Over 2,000 bodies were recovered from Miyagi Prefecture alone, instantly doubling yesterday’s confirmed death toll of 1,833 deaths and confirming fears that the final tally could be in the tens of thousands.

Nearly half a million people have been evacuated in Miyagi and surrounding prefectures, with thousands taking refuge in makeshift shelters. Water and power supplies remain cut off in about 1.5 million households.

“The shops are running out of food so we’re giving them water, bread as well as blankets,” said Moto Otsuka, spokesman for the prefecture. “The main issue for most people is trying to contact their family members. Communications are still not working.”
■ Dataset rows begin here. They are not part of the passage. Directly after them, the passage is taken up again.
//! Builds a [`Mailer`] from [`MailerConfig`] using pluggable stores and transport.

use std::sync::Arc;

use tracing::info;

use crate::config::MailerConfig;
use crate::core::{
    BatchScheduler, DeliveryMode, EmailEnqueuer, EmailProcessor, LedgerEntry, MailerError,
    MailerResult, SenderIdentity, SignalBus, Spawn,
};
use crate::infra::ledger::LockedLedger;
use crate::infra::store::{JsonRecordStore, JsonTemplateStore, RecordStore, TemplateStore};
use crate::infra::transport::MailTransport;
use crate::runtime::Mailer;

/// Assembles stores, ledger, enqueuer, processor, and scheduler.
///
/// Stores default to the JSON files named by the configuration. In live mode
/// the transport defaults to SMTP built from `config.smtp`.
pub struct MailerBuilder {
    config: MailerConfig,
    records: Option<Arc<dyn RecordStore>>,
    templates: Option<Arc<dyn TemplateStore>>,
    transport: Option<Arc<dyn MailTransport>>,
}

impl MailerBuilder {
    /// Start from `config`.
    pub fn new(config: MailerConfig) -> Self {
        Self {
            config,
            records: None,
            templates: None,
            transport: None,
        }
    }

    /// Use `store` instead of the roster file for lookups.
    #[must_use]
    pub fn with_record_store(mut self, store: Arc<dyn RecordStore>) -> Self {
        self.records = Some(store);
        self
    }

    /// Use `store` instead of the template file.
    #[must_use]
    pub fn with_template_store(mut self, store: Arc<dyn TemplateStore>) -> Self {
        self.templates = Some(store);
        self
    }

    /// Deliver through `transport` in live mode.
    #[must_use]
    pub fn with_transport(mut self, transport: Arc<dyn MailTransport>) -> Self {
        self.transport = Some(transport);
        self
    }

    /// Validate the configuration and wire the pipeline onto `spawner`.
    ///
    /// # Errors
    ///
    /// [`MailerError::Config`] for invalid configuration, or for live mode
    /// with neither an injected transport nor SMTP settings.
    pub fn build<S>(self, spawner: S) -> MailerResult<Mailer<S>>
    where
        S: Spawn + Clone + Send + Sync + 'static,
    {
        let config = self.config;
        config
            .validate()
            .map_err(|e| MailerError::Config(format!("config invalid: {e}")))?;

        let roster = JsonRecordStore::new(config.roster_path());
        let records = self
            .records
            .unwrap_or_else(|| Arc::new(roster.clone()) as Arc<dyn RecordStore>);
        let templates = self.templates.unwrap_or_else(|| {
            Arc::new(JsonTemplateStore::new(config.templates_path())) as Arc<dyn TemplateStore>
        });

        let mode = if config.preview_mode {
            DeliveryMode::Preview(config.preview_dir.clone())
        } else {
            DeliveryMode::Live(live_transport(self.transport, &config)?)
        };
        let sender = config.smtp.as_ref().map_or_else(SenderIdentity::default, |smtp| {
            let sender = SenderIdentity::new(&smtp.from_address);
            match &smtp.from_name {
                Some(name) => sender.with_name(name),
                None => sender,
            }
        });

        let ledger = LockedLedger::<LedgerEntry>::new(config.ledger_path(), config.lock.options());
        let bus = Arc::new(SignalBus::new());
        let enqueuer = Arc::new(
            EmailEnqueuer::new(ledger.clone(), Arc::clone(&templates)).with_signals(Arc::clone(&bus)),
        );
        let processor = Arc::new(
            EmailProcessor::new(
                ledger,
                Arc::clone(&records),
                templates,
                &config.template_root,
                mode,
            )
                .with_sender(sender),
        );
        let scheduler = BatchScheduler::new(
            Arc::clone(&enqueuer),
            Arc::clone(&processor),
            config.welcome_template_id,
            config.batch_delay(),
            spawner,
        );
        scheduler.attach(&bus);

        info!(
            ledger = %config.ledger_path().display(),
            preview = config.preview_mode,
            "mailer assembled"
        );
        Ok(Mailer::new(
            config, roster, records, bus, enqueuer, processor, scheduler,
        ))
    }
}

fn live_transport(
    injected: Option<Arc<dyn MailTransport>>,
    config: &MailerConfig,
) -> MailerResult<Arc<dyn MailTransport>> {
    if let Some(transport) = injected {
        return Ok(transport);
    }
    let Some(smtp) = &config.smtp else {
        return Err(MailerError::Config(
            "live mode requires smtp settings or an injected transport".into(),
        ));
    };
    smtp_transport(smtp)
}

#[cfg(feature = "smtp")]
fn smtp_transport(smtp: &crate::config::SmtpConfig) -> MailerResult<Arc<dyn MailTransport>> {
    Ok(Arc::new(crate::infra::transport::SmtpMailTransport::from_config(smtp)?))
}

#[cfg(not(feature = "smtp"))]
fn smtp_transport(_smtp: &crate::config::SmtpConfig) -> MailerResult<Arc<dyn MailTransport>> {
    Err(MailerError::Config(
        "live mode over smtp requires the `smtp` feature".into(),
    ))
}

impl std::fmt::Debug for MailerBuilder {
    fn fmt(&self, f: &mut std::fmt::Formatter<'_>) -> std::fmt::Result {
        f.debug_struct("MailerBuilder")
            .field("config", &self.config)
            .field("records", &self.records.is_some())
            .field("templates", &self.templates.is_some())
            .field("transport", &self.transport.is_some())
            .finish()
    }
}
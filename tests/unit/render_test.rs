//! Tests for the template renderer

use std::fs;

use roster_mailer::infra::render::{escape_html, SafeContext, TemplateRenderer};
use serde_json::{json, Map, Value};

fn ctx(value: Value) -> Map<String, Value> {
    value.as_object().cloned().unwrap_or_default()
}

#[test]
fn test_safe_context_missing_is_empty() {
    let values = ctx(json!({"first_name": "Ada", "unit": {"name": "Media"}, "n": null}));
    let safe = SafeContext::new(&values);
    assert_eq!(safe.lookup("first_name"), "Ada");
    assert_eq!(safe.lookup("unit.name"), "Media");
    assert_eq!(safe.lookup("last_name"), "");
    assert_eq!(safe.lookup("unit.missing.deeper"), "");
    assert_eq!(safe.lookup("n"), "");
}

#[test]
fn test_subject_with_absent_field() {
    let out = TemplateRenderer::new().render_string(
        "Hi <%= first_name %>",
        &ctx(json!({"id": 1, "email_address": "a@x.com"})),
    );
    assert_eq!(out, "Hi ");
}

#[test]
fn test_render_file() {
    let dir = tempfile::tempdir().unwrap();
    let path = dir.path().join("welcome.html");
    fs::write(&path, "<p>Welcome <%= first_name %> <%= last_name %>!</p>").unwrap();
    let out = TemplateRenderer::new()
        .try_render_file(&path, &ctx(json!({"first_name": "Ada"})))
        .unwrap();
    assert_eq!(out, "<p>Welcome Ada !</p>");
}

#[test]
fn test_missing_file_renders_empty() {
    let dir = tempfile::tempdir().unwrap();
    let renderer = TemplateRenderer::new();
    let missing = dir.path().join("nope.html");
    assert!(renderer.try_render_file(&missing, &Map::new()).is_err());
    assert_eq!(renderer.render_file(&missing, &Map::new()), "");
}

#[test]
fn test_escape_html() {
    assert_eq!(escape_html("plain"), "plain");
    assert_eq!(escape_html(r#"<a href="x">&'"#), "&lt;a href=&#34;x&#34;&gt;&amp;&#39;");
}
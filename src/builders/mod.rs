//! Builders to assemble the mail pipeline from configuration.

pub mod mailer_builder;

pub use mailer_builder::MailerBuilder;
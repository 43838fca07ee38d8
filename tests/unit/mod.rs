//! Unit tests for individual components

mod config_test;
mod error_test;
mod filter_test;
mod render_test;
mod runtime_test;
mod signal_test;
Messages from people looking for family members missing since Friday have begun appearing in community centres, schools and government offices. “I can’t contact my mother,” said Norito Kurosawa, who is taking refuge with 700 others in Miyagi’s local government building. “I heard there was a landslide near our home after the earthquake and that she may have been caught up in it.”

Many cities have been forced to divert dwindling supplies and power to overwhelmed hospitals and community centres. Patients in the Ishinomaku Red Cross Hospital in Miyagi are spilling into the corridors and halls as doctors struggle to cope. On the floors and slumped in wheelchairs, elderly people have begun to die after having been evacuated from quake- and tsunami-stricken areas.
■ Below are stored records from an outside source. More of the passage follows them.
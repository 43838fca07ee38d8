//! # Roster Mailer
//!
//! A batched, deduplicated email queue driven by roster synchronization.
//!
//! New roster records trigger a welcome enqueue; every enqueue that queued
//! something triggers a pass that flushes pending emails. The pieces:
//!
//! - **Locked Ledger**: a JSON array on disk, read and rewritten under an
//!   advisory file lock with bounded retry and stale-lock recovery. Rewrites
//!   merge by entry id and never drop entries they do not know about.
//! - **Enqueuer**: turns records plus a template into `pending` entries, at
//!   most one per `(member, template)` pair.
//! - **Processor**: resolves, renders, and sends or previews each `pending`
//!   entry, recording a terminal status.
//! - **Batch Scheduler**: two debounced queues that coalesce bursts of
//!   signals into sequential batches without dropping anything.
//!
//! ```rust,ignore
//! use roster_mailer::builders::MailerBuilder;
//! use roster_mailer::config::MailerConfig;
//! use roster_mailer::runtime::TokioSpawner;
//!
//! let mailer = MailerBuilder::new(MailerConfig::default()).build(TokioSpawner::current())?;
//! mailer.import_roster(rows)?;
//! mailer.drain().await;
//! println!("{:?}", mailer.ledger_summary().await?);
//! ```

#![deny(missing_docs)]
#![deny(unsafe_code)]
#![warn(clippy::all)]
#![warn(clippy::pedantic)]
#![warn(clippy::nursery)]

/// Domain model, signals, debounced batching, and the mail pipeline.
pub mod core;
/// Configuration models for storage, delivery, and scheduling.
pub mod config;
/// Builders to assemble the pipeline from configuration.
pub mod builders;
/// Infrastructure adapters: ledger, stores, rendering, transports.
pub mod infra;
/// Runtime adapters and the application facade.
pub mod runtime;
/// Shared utilities.
pub mod util;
With food and other supplies running out, panic buying has also hit stores in Tokyo and other large cities. Around the country there are queues hundreds of cars long for petrol, which is being rationed.

Thousands of schools have been closed and factories and businesses are operating reduced hours to save on power. Japan’s meteorological agency is also warning that another large earthquake is likely in the next few days. At 5am today, local time, an earthquake with a preliminary magnitude of 4.1 jolted the Tokyo area. There were no immediate reports of injuries or damage and no tsunami warning was issued.

Foreign workers in Tokyo have already begun leaving the capital, in some cases on the advice of their embassies. “We can sit around staring at the rolling news and growing more anxious by the minute about a new earthquake, tsunami, nuclear threat, or we can do something about it and get away for a few days,” said Nicole Fall, an Australian who left Tokyo on Sunday night for the city of Osaka, about 500km away. Officials in many embassies are also quietly sending their families out of the country. Some foreign companies are sending employees to the south until the level of radiation leak can be assessed. Families outside the 20km evacuation zone around the stricken plant say they are increasingly worried about the possibility of catastrophe. “I just don’t know what we should do,” said Masazumi Chiba, who lives in Fukushima, about 50km from the plant.